*What you should do*
Select from the records below every line that has the word "accepts" in it.

━━ Provided entries

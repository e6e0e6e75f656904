use axum::{
    extract::{Path, Query, State},
    http::StatusCode,
    response::Json,
};
use schemars::JsonSchema;
use serde::Deserialize;
use serde_json::Value;

use crate::api::{
    errors::{ApiResult, AppError},
    fetch_project,
    state::SharedState,
    ValidatedJson,
};
use crate::database::models::{
    BatchCreateRequest, BatchCreateResponse, BatchDeleteRequest, BatchDeleteResponse,
    CypherRequest, CypherResponse, DeduplicateRequest, DeduplicateResponse, EntityCreate,
    EntityListResponse, EntityRelationshipsResponse, EntityResponse, EntityType,
    FindEntityResponse, RelationshipCreate, RelationshipCreated, RelationshipDirection,
    RelationshipListResponse, RelationshipType, UpsertEntityRequest, UpsertResponse,
};
use crate::database::{parse_return_columns, JsonMap};
use crate::error::ServiceError;
use crate::services::graph::has_dangerous_keywords;

const MAX_BATCH_ENTITIES: usize = 100;
const MAX_BATCH_RELATIONSHIPS: usize = 500;

#[derive(Deserialize, JsonSchema)]
pub struct EntityListQuery {
    #[serde(rename = "type")]
    pub entity_type: Option<EntityType>,
    pub page: Option<i64>,
    pub page_size: Option<i64>,
}

// List entities ordered by name
pub async fn list_entities(
    State(state): State<SharedState>,
    Path(slug): Path<String>,
    Query(params): Query<EntityListQuery>,
) -> ApiResult<Json<EntityListResponse>> {
    let project = fetch_project(&state, &slug).await?;
    let page = params.page.unwrap_or(1).max(1);
    let page_size = params.page_size.unwrap_or(50).clamp(1, 500);
    let offset = (page - 1) * page_size;

    let entities = state
        .graph
        .list_entities(&project.graph_name, params.entity_type, page_size, offset)
        .await
        .map_err(Into::<(StatusCode, AppError)>::into)?;

    let total = entities.len() as i64;
    Ok((
        StatusCode::OK,
        Json(EntityListResponse {
            entities,
            total,
            page,
            page_size,
        }),
    ))
}

// Create an entity
pub async fn create_entity(
    State(state): State<SharedState>,
    Path(slug): Path<String>,
    ValidatedJson(request): ValidatedJson<EntityCreate>,
) -> ApiResult<Json<EntityResponse>> {
    let project = fetch_project(&state, &slug).await?;

    if request.name.trim().is_empty() {
        return Err((
            StatusCode::BAD_REQUEST,
            AppError::missing_field("Entity name cannot be empty"),
        ));
    }

    let entity = state
        .graph
        .create_entity(&project.graph_name, &request)
        .await
        .map_err(Into::<(StatusCode, AppError)>::into)?;

    Ok((StatusCode::CREATED, Json(entity)))
}

// Create-or-merge an entity by (name, type)
pub async fn upsert_entity(
    State(state): State<SharedState>,
    Path(slug): Path<String>,
    ValidatedJson(request): ValidatedJson<UpsertEntityRequest>,
) -> ApiResult<Json<UpsertResponse>> {
    let project = fetch_project(&state, &slug).await?;

    if request.name.trim().is_empty() {
        return Err((
            StatusCode::BAD_REQUEST,
            AppError::missing_field("Entity name cannot be empty"),
        ));
    }

    let entity = EntityCreate {
        name: request.name.clone(),
        entity_type: request.entity_type,
        properties: request.properties.clone(),
    };

    let (response, _created) = state
        .graph
        .upsert_entity(&project.graph_name, &entity, request.description.as_deref())
        .await
        .map_err(Into::<(StatusCode, AppError)>::into)?;

    Ok((StatusCode::OK, Json(response)))
}

#[derive(Deserialize, JsonSchema)]
pub struct FindEntityQuery {
    #[serde(default)]
    pub name: String,
    #[serde(rename = "type")]
    pub entity_type: Option<EntityType>,
}

// Find entities by exact name (case-insensitive)
pub async fn find_entity(
    State(state): State<SharedState>,
    Path(slug): Path<String>,
    Query(params): Query<FindEntityQuery>,
) -> ApiResult<Json<FindEntityResponse>> {
    if params.name.is_empty() {
        return Err((
            StatusCode::BAD_REQUEST,
            AppError::missing_field("'name' query parameter is required"),
        ));
    }

    let project = fetch_project(&state, &slug).await?;

    let entities = state
        .graph
        .find_entity_by_name(&project.graph_name, &params.name, params.entity_type)
        .await
        .map_err(Into::<(StatusCode, AppError)>::into)?;

    let total = entities.len() as i64;
    Ok((StatusCode::OK, Json(FindEntityResponse { entities, total })))
}

// Delete multiple entities, with a safety snapshot first
pub async fn batch_delete_entities(
    State(state): State<SharedState>,
    Path(slug): Path<String>,
    ValidatedJson(request): ValidatedJson<BatchDeleteRequest>,
) -> ApiResult<Json<BatchDeleteResponse>> {
    let project = fetch_project(&state, &slug).await?;

    state
        .snapshot
        .create(
            project.id,
            &project.graph_name,
            Some(&format!(
                "Auto before batch_delete ({} entities)",
                request.entity_ids.len()
            )),
            "auto_pre_batch_delete",
        )
        .await
        .map_err(Into::<(StatusCode, AppError)>::into)?;

    let deleted = state
        .graph
        .batch_delete(&project.graph_name, &request.entity_ids)
        .await
        .map_err(Into::<(StatusCode, AppError)>::into)?;

    Ok((StatusCode::OK, Json(BatchDeleteResponse { deleted })))
}

// Find duplicate groups and optionally merge them
pub async fn deduplicate_entities(
    State(state): State<SharedState>,
    Path(slug): Path<String>,
    ValidatedJson(request): ValidatedJson<DeduplicateRequest>,
) -> ApiResult<Json<DeduplicateResponse>> {
    let project = fetch_project(&state, &slug).await?;

    let groups = state
        .graph
        .find_duplicates(&project.graph_name, request.entity_type)
        .await
        .map_err(Into::<(StatusCode, AppError)>::into)?;

    let total_duplicates: usize = groups
        .iter()
        .map(|g| g.entities.len().saturating_sub(1))
        .sum();

    let mut merged = 0;
    if !request.dry_run && !groups.is_empty() {
        state
            .snapshot
            .create(
                project.id,
                &project.graph_name,
                Some(&format!("Auto before deduplicate ({total_duplicates} duplicates)")),
                "auto_pre_deduplicate",
            )
            .await
            .map_err(Into::<(StatusCode, AppError)>::into)?;

        for group in &groups {
            let remove_ids: Vec<String> = group
                .entities
                .iter()
                .map(|e| e.id.clone())
                .filter(|id| *id != group.recommended_keep)
                .collect();
            if remove_ids.is_empty() {
                continue;
            }

            state
                .graph
                .merge_duplicates(&project.graph_name, &group.recommended_keep, &remove_ids)
                .await
                .map_err(Into::<(StatusCode, AppError)>::into)?;
            merged += remove_ids.len();
        }
    }

    Ok((
        StatusCode::OK,
        Json(DeduplicateResponse {
            duplicate_groups: groups,
            total_duplicates,
            merged,
        }),
    ))
}

// Get an entity with its connections
pub async fn get_entity(
    State(state): State<SharedState>,
    Path((slug, entity_id)): Path<(String, String)>,
) -> ApiResult<Json<EntityResponse>> {
    let project = fetch_project(&state, &slug).await?;

    let entity = state
        .graph
        .get_entity(&project.graph_name, &entity_id)
        .await
        .map_err(Into::<(StatusCode, AppError)>::into)?
        .ok_or_else(|| {
            (
                StatusCode::NOT_FOUND,
                AppError::not_found(&format!("Entity '{entity_id}'")),
            )
        })?;

    Ok((StatusCode::OK, Json(entity)))
}

// Patch entity properties; null values remove the property
pub async fn update_entity(
    State(state): State<SharedState>,
    Path((slug, entity_id)): Path<(String, String)>,
    ValidatedJson(updates): ValidatedJson<JsonMap>,
) -> ApiResult<Json<EntityResponse>> {
    let project = fetch_project(&state, &slug).await?;

    let entity = state
        .graph
        .update_entity(&project.graph_name, &entity_id, &updates)
        .await
        .map_err(Into::<(StatusCode, AppError)>::into)?
        .ok_or_else(|| {
            (
                StatusCode::NOT_FOUND,
                AppError::not_found(&format!("Entity '{entity_id}'")),
            )
        })?;

    Ok((StatusCode::OK, Json(entity)))
}

// Delete an entity and its relationships
pub async fn delete_entity(
    State(state): State<SharedState>,
    Path((slug, entity_id)): Path<(String, String)>,
) -> ApiResult<()> {
    let project = fetch_project(&state, &slug).await?;

    let deleted = state
        .graph
        .delete_entity(&project.graph_name, &entity_id)
        .await
        .map_err(Into::<(StatusCode, AppError)>::into)?;

    if !deleted {
        return Err((
            StatusCode::NOT_FOUND,
            AppError::not_found(&format!("Entity '{entity_id}'")),
        ));
    }

    Ok((StatusCode::NO_CONTENT, ()))
}

#[derive(Deserialize, JsonSchema)]
pub struct EntityRelationshipsQuery {
    #[serde(default)]
    pub direction: RelationshipDirection,
    #[serde(rename = "type")]
    pub relationship_type: Option<RelationshipType>,
}

// Relationships for one entity
pub async fn get_entity_relationships(
    State(state): State<SharedState>,
    Path((slug, entity_id)): Path<(String, String)>,
    Query(params): Query<EntityRelationshipsQuery>,
) -> ApiResult<Json<EntityRelationshipsResponse>> {
    let project = fetch_project(&state, &slug).await?;

    let relationships = state
        .graph
        .get_entity_relationships(
            &project.graph_name,
            &entity_id,
            params.direction,
            params.relationship_type,
        )
        .await
        .map_err(Into::<(StatusCode, AppError)>::into)?;

    let total = relationships.len() as i64;
    Ok((
        StatusCode::OK,
        Json(EntityRelationshipsResponse {
            relationships,
            total,
        }),
    ))
}

#[derive(Deserialize, JsonSchema)]
pub struct RelationshipListQuery {
    pub limit: Option<i64>,
}

// List relationships
pub async fn list_relationships(
    State(state): State<SharedState>,
    Path(slug): Path<String>,
    Query(params): Query<RelationshipListQuery>,
) -> ApiResult<Json<RelationshipListResponse>> {
    let project = fetch_project(&state, &slug).await?;
    let limit = params.limit.unwrap_or(100).clamp(1, 1000);

    let relationships = state
        .graph
        .list_relationships(&project.graph_name, limit)
        .await
        .map_err(Into::<(StatusCode, AppError)>::into)?;

    let total = relationships.len() as i64;
    Ok((
        StatusCode::OK,
        Json(RelationshipListResponse {
            relationships,
            total,
        }),
    ))
}

// Create a relationship between existing entities
pub async fn create_relationship(
    State(state): State<SharedState>,
    Path(slug): Path<String>,
    ValidatedJson(request): ValidatedJson<RelationshipCreate>,
) -> ApiResult<Json<RelationshipCreated>> {
    let project = fetch_project(&state, &slug).await?;

    let created = state
        .graph
        .create_relationship(&project.graph_name, &request)
        .await
        .map_err(Into::<(StatusCode, AppError)>::into)?;

    Ok((StatusCode::CREATED, Json(created)))
}

// Execute a read-only Cypher query
pub async fn execute_cypher(
    State(state): State<SharedState>,
    Path(slug): Path<String>,
    ValidatedJson(request): ValidatedJson<CypherRequest>,
) -> ApiResult<Json<CypherResponse>> {
    if request.query.trim().is_empty() {
        return Err((
            StatusCode::BAD_REQUEST,
            AppError::missing_field("Query cannot be empty"),
        ));
    }

    if has_dangerous_keywords(&request.query) {
        return Err((
            StatusCode::BAD_REQUEST,
            AppError::restricted_keyword(
                "Query contains restricted keywords (DELETE, CREATE, DROP, SET, REMOVE, MERGE, DETACH, CALL). Use the dedicated endpoints for mutations.",
            ),
        ));
    }

    let project = fetch_project(&state, &slug).await?;
    let columns = parse_return_columns(&request.query);

    // Engine errors surface verbatim on this endpoint.
    let rows = state
        .db
        .execute_cypher(&project.graph_name, &request.query)
        .await
        .map_err(|e| match e {
            ServiceError::Graph(message) => (
                StatusCode::INTERNAL_SERVER_ERROR,
                AppError::internal_error(message),
            ),
            other => other.into(),
        })?;

    let row_count = rows.len();
    Ok((
        StatusCode::OK,
        Json(CypherResponse {
            results: rows.into_iter().map(Value::Object).collect(),
            columns,
            row_count,
        }),
    ))
}

// Batch create entities and relationships with ref resolution
pub async fn batch_create(
    State(state): State<SharedState>,
    Path(slug): Path<String>,
    ValidatedJson(request): ValidatedJson<BatchCreateRequest>,
) -> ApiResult<Json<BatchCreateResponse>> {
    if request.entities.len() > MAX_BATCH_ENTITIES {
        return Err((
            StatusCode::BAD_REQUEST,
            AppError::batch_limit(format!(
                "Batch create accepts at most {MAX_BATCH_ENTITIES} entities"
            )),
        ));
    }
    if request.relationships.len() > MAX_BATCH_RELATIONSHIPS {
        return Err((
            StatusCode::BAD_REQUEST,
            AppError::batch_limit(format!(
                "Batch create accepts at most {MAX_BATCH_RELATIONSHIPS} relationships"
            )),
        ));
    }

    let project = fetch_project(&state, &slug).await?;

    let response = state
        .graph
        .batch_create(&project.graph_name, &request.entities, &request.relationships)
        .await
        .map_err(Into::<(StatusCode, AppError)>::into)?;

    Ok((StatusCode::OK, Json(response)))
}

━━━━

*Answer space*
                "Batch create accepts at most {MAX_BATCH_ENTITIES} entities"
                "Batch create accepts at most {MAX_BATCH_RELATIONSHIPS} relationships"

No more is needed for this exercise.